But in the evening when the campfire had been lighted and the simple evening meal disposed, Crane became as conversational as one could desire. Before Andy realized that he was being drawn out, he found himself confiding in his new acquaintance. The latter listened attentively, without other comment than the strange, throat-scraping wagh! That Andy should run away from a harsh and fanatical stepfather seemed to him a matter of course. That he should travel west only natural to a grandson of Gail Burnett. But that he should be going to Missouri with the idea of taking up a farm was too fantastic to rate consideration. Crane brushed that notion aside as though it were a mosquito.
“I don’t deny you’re green for the prairies,” said he. “You can shoot, purty fair; and you can throw a knife, a little. Beyond that you’re mostly a total loss. You’d lose yore ha’r in two days. But yo’re likely in larnin’. You’ve the makin’s in you. Farm! Wagh! That don’t shine with me! Leave them things to farmers. They don’t fit with Burnett.”
Immediately after this talk he took charge of Andy’s schooling. He found the young man’s ignorance appalling.
“Why, you ain’t had any eddication at all!” he protested.
The curriculum was quite haphazard.
“If you see buffalo runnin’ around in leetle small groups,” Crane would observe suddenly, “you’ll know they’s been chased by Injuns not long ago.” ...
... “If you’re looking a way through strange mountains, remember to look for black rock, for when rocks is black snow has not stuck—and this: where snow don’t stick a man can’t climb.” ...
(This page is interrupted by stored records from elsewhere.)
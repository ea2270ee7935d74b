use std::io::Write;
use std::path::Path;
use tracing::debug;
use crate::domain::{CommentError, RunSummary};
use crate::ports::{CertificateDecoder, DiffRenderer, EntryKind, FileEntry, FileSystem};
use super::{Config, Scanner};

pub struct AnnotateFilesUseCase<F, D, R>
where
    F: FileSystem,
    D: CertificateDecoder,
    R: DiffRenderer,
{
    fs: F,
    decoder: D,
    diff: R,
    config: Config,
}

impl<F, D, R> AnnotateFilesUseCase<F, D, R>
where
    F: FileSystem,
    D: CertificateDecoder,
    R: DiffRenderer,
{
    pub fn new(fs: F, decoder: D, diff: R, config: Config) -> Self {
        Self { fs, decoder, diff, config }
    }

    pub fn config(&self) -> &Config {
        &self.config
    }

    /// Walks every root in order, stopping at the first error.
    pub fn execute<P: AsRef<Path>, W: Write>(&self, roots: &[P], out: &mut W) -> Result<RunSummary, CommentError> {
        let scanner = Scanner::new(&self.decoder, &self.config.comment_prefix, &self.config.entries);
        let mut summary = RunSummary::default();

        for root in roots {
            let root = root.as_ref();
            let entries = self.fs.walk(root).map_err(|e| e.context(format!("walk {:?}", root)))?;
            for entry in entries {
                if self.should_skip(&entry) {
                    summary.files_skipped += 1;
                    continue;
                }
                if self.process(&scanner, &entry.path, out).map_err(|e| e.context(format!("process {:?}", entry.path)))? {
                    summary.files_changed += 1;
                }
                summary.files_scanned += 1;
            }
        }

        Ok(summary)
    }

    fn should_skip(&self, entry: &FileEntry) -> bool {
        match entry.kind {
            EntryKind::Symlink => {
                debug!(path = %entry.path.display(), "skipping symlink");
                true
            }
            EntryKind::Other => {
                debug!(path = %entry.path.display(), "skipping non-regular file");
                true
            }
            EntryKind::File if self.config.exceeds_limit(entry.size) => {
                debug!(path = %entry.path.display(), size = entry.size, "skipping large file");
                true
            }
            EntryKind::File => false,
        }
    }

    fn process<W: Write>(&self, scanner: &Scanner<'_, D>, path: &Path, out: &mut W) -> Result<bool, CommentError> {
        debug!(path = %path.display(), "processing");
        let bytes = self.fs.read(path)?;
        let outcome = scanner.scan(bytes.as_slice())?;

        if outcome.binary {
            debug!(path = %path.display(), "skipping binary file");
            return Ok(false);
        }
        if !outcome.changed() {
            return Ok(false);
        }

        let display = path.display().to_string();
        if self.config.list {
            writeln!(out, "{}", display)?;
        }
        if self.config.diff {
            let rendered = self.diff.render(&format!("{}.orig", display), &outcome.source, &display, &outcome.output);
            out.write_all(rendered.as_bytes())?;
        }
        if self.config.write {
            self.fs.write(path, &outcome.output)?;
        }
        Ok(true)
    }
}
... “In Injun country quakin’ asp’s yore best fire. It ain’t got no smoke nor smell.” ...
... “If you git caught in the fog in strange mountains, throw rocks ahead. If no sound comes back, set still.” ...
These and many other brief and pithy but unrelated bits of wisdom Crane threw back over his shoulder as he strode along. Later, perhaps at a resting period, perhaps at the evening fire, he would test Andy’s memory, proposing imaginary emergencies to which the lad must state his remedy. And each evening Crane catechized him strictly as to what he had observed along the road. Andy found that to notice a chipmunk trail counted more with the Mountain Man than any number of red-painted barns!
At every opportunity Crane drilled him in the handling of his weapons. Mere marksmanship with the rifle received little of his attention.
“You hold well enough,” said he indifferently, “and you’ll hold better. Burn powder, lad; that is all. But you must learn to load, for an empty piece helps no man but yore enemy.”
It was not sufficient, it seemed, merely to understand the proper charging of the rifle. One must be able to accomplish that necessary act in all varieties of circumstances, lying down, in cramped space, even running at full speed, on horseback. Crane practised him at estimating his powder charge poured direct from the horn. He showed him how a supply of bullets carried in the mouth could be flipped skillfully into the barrel by the tongue, and driven home by a smart smack of the butt of the weapon against a stone or a tree or even hard earth; or the pommel of the saddle if one were ahorseback.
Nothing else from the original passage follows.